When first described in 1984, MEWDS was characterized electrophysiologically by an acute decline in the amplitude of both the early receptor potential (ERP) and electroretinogram (ERG) a-wave with a prolonged ERP regeneration time [2]. Thus, even from this very first report, MEWDS had been prominently linked to photoreceptors as the first known disease involving profound electrophysiologic impairment of the photoreceptor outer segments with full recovery to normal. The specific deficit in photoreceptors was hypothesized to involve either a decrease in the quantity of photoreceptor pigment or misalignment of photoreceptors as implied by the observed ERP [2], either of which may account for the foveal granularity most specific to the disease. The electrophysiology findings, though clearly implying dysfunction of the photoreceptor layer, were initially deemed secondary consequences of (primary) RPE dysfunction. It is likely that the FA pattern in MEWDS contributed to this interpretation as the characteristic hyperfluorescent lesions were seen as window defects thus localizing MEWDS principally to the RPE.
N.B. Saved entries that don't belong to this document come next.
use clap::Parser;
use scrobble_doctor::{
    find_problem_tracks, AuditSummary, Credentials, FetchConfig, HistoryLoader, LastFmApiClientImpl,
};
use std::env;
use std::sync::Arc;

/// Find Last.fm scrobbles with missing artist or album metadata
#[derive(Parser)]
#[command(
    name = "scrobble-doctor",
    about = "Find Last.fm scrobbles with missing artist or album metadata",
    long_about = None
)]
struct Cli {
    /// Last.fm username (defaults to LASTFM_USERNAME)
    username: Option<String>,

    /// Last.fm API key (defaults to LASTFM_API_KEY)
    #[arg(long)]
    api_key: Option<String>,

    /// Stop after this many scrobbles (0 fetches the whole history)
    #[arg(long, default_value_t = 0)]
    max: usize,

    /// Number of problem tracks to list
    #[arg(long, default_value_t = 25)]
    limit: usize,

    /// Show detailed debug information
    #[arg(long)]
    verbose: bool,
}

fn resolve(value: Option<String>, var: &str) -> Result<String, String> {
    value
        .or_else(|| env::var(var).ok())
        .ok_or_else(|| format!("{var} environment variable not set"))
}

#[tokio::main]
async fn main() -> Result<(), Box<dyn std::error::Error>> {
    let args = Cli::parse();

    let mut logger = env_logger::Builder::from_default_env();
    if args.verbose {
        logger.filter_module("scrobble_doctor", log::LevelFilter::Debug);
    }
    logger.init();

    let credentials = match (
        resolve(args.username, "LASTFM_USERNAME"),
        resolve(args.api_key, "LASTFM_API_KEY"),
    ) {
        (Ok(username), Ok(api_key)) => Credentials::new(username, api_key),
        (Err(e), _) | (_, Err(e)) => {
            eprintln!("❌ Error: {e}");
            eprintln!();
            eprintln!("Pass the username and --api-key, or set:");
            eprintln!("  LASTFM_USERNAME=your_lastfm_username");
            eprintln!("  LASTFM_API_KEY=your_api_key");
            std::process::exit(1);
        }
    };

    let http_client = http_client::native::NativeClient::new();
    let client = LastFmApiClientImpl::new(Box::new(http_client));
    let config = FetchConfig::default();
    let page_size = config.effective_page_size();
    let max = Some(args.max).filter(|&m| m > 0);

    let loader = Arc::new(HistoryLoader::new(client, config));

    // Print progress as the loader publishes it
    let mut state_rx = loader.subscribe();
    let progress_printer = tokio::spawn(async move {
        while state_rx.changed().await.is_ok() {
            let state = state_rx.borrow_and_update().clone();
            if state.progress.current_page == 0 {
                continue;
            }
            println!(
                "📥 Page {}/{}: {} scrobbles, {} problem tracks so far",
                state.progress.current_page,
                state.progress.display_total_pages(max, page_size),
                state.progress.scrobbles_fetched,
                find_problem_tracks(state.current_data()).len()
            );
            if !state.is_loading {
                break;
            }
        }
    });

    println!("🔍 Scanning scrobbles for {}...", credentials.username);
    let result = loader.load(&credentials, max).await;
    progress_printer.abort();

    let scrobbles = match result {
        Ok(scrobbles) => scrobbles,
        Err(e) => {
            eprintln!("❌ Scan failed: {e}");
            std::process::exit(1);
        }
    };

    let summary = AuditSummary::from_records(&scrobbles);
    println!();
    println!(
        "✅ Scanned {} scrobbles: {} problem tracks ({} missing artist, {} missing album)",
        summary.total_scrobbles, summary.issues, summary.missing_artist, summary.missing_album
    );

    if summary.is_clean() {
        println!("🎉 Every scrobble has an artist and an album");
        return Ok(());
    }

    println!();
    for problem in find_problem_tracks(&scrobbles).iter().take(args.limit) {
        let when = problem
            .scrobble
            .scrobbled_at()
            .map(|d| d.format("%Y-%m-%d %H:%M").to_string())
            .unwrap_or_default();
        println!(
            "  {:>4}x  {}  (missing: {})  last {}",
            problem.count, problem.scrobble, problem.missing, when
        );
        println!(
            "         {}",
            problem.library_edit_url(&credentials.username)
        );
    }
    if summary.issues > args.limit {
        println!("  ... and {} more", summary.issues - args.limit);
    }

    Ok(())
}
With the widespread clinical use indocyanine green angiography (ICGA) in the 1990s, MEWDS came to be seen as a choroidopathy. Specifically, the observation that early-phase ICGA showed no abnormalities discredited the FA-based conception of RPE window defects (which would have predicted early ICGA hyperfluorescent lesions corresponding to those seen on FA) [3, 4]. The additional observation of late-phase hypofluorescent lesions on ICGA which outnumbered those seen on FA gave rise to the notion that MEWDS involved either choroidal ischemia or exudative choroidal lesions into which indocyanine green (ICG) could not enter [3, 5]. It was further suggested that only a subset of these choroidal lesions perturbed the RPE and outer retina function sufficiently to account for the characteristic white dots of the RPE and hyperfluorescent lesions observed on FA [3, 5]. Our case suggests a component of choroidal ischemia or inflammation (the distinction of which is not presently feasible) in demonstrating hypofluorescent lesions which correspond to a subset of hyperflourescent FA lesions (Fig. 3, inferior arterial arcade). The choroid, however, is unlikely the primary site of pathology as the numerous lesions seen on FA (i.e., Fig. 2, proximal superior arterial arcade) lack a correlate on ICG (Fig. 3).
With advances in imaging, MEWDS is now understood to be an outer retinal disease. The advent of ultrahigh-resolution optical coherence tomography capable of 3 μm axial resolution has clearly identified pathologic disruptions of the IS/OS junction in cases of MEWDS without evidence of either RPE disturbances (which would be predicted by acute choroidal ischemia) or photoreceptor cell body loss [4, 6]. Localization of pathology to the photoreceptor layer is further supported by electrophysiology analysis noting multifocal ERG and full-field ERG amplitudes corresponding with IS/OS line integrity in the acute and recovery phase of MEWDS [4]. Quantitative measurements of photoreceptor length have even measured photoreceptor outer segment shortening during the acute phase of the disease with gradual relengthening paralleling visual recovery [4, 7]. It has also been noted that the preservation of other retinal layers, most notably the outer nuclear layer, perhaps accounts for the potential for full visual recovery after photoreceptor outer segment disruption unique to MEWDS [7]. We here present a case of MEWDS both classic in appearance on posterior segment photography and angiography with SD-OCT studies clearly demonstrating disruption of the IS–OS junction with preservation of other outer retinal layers.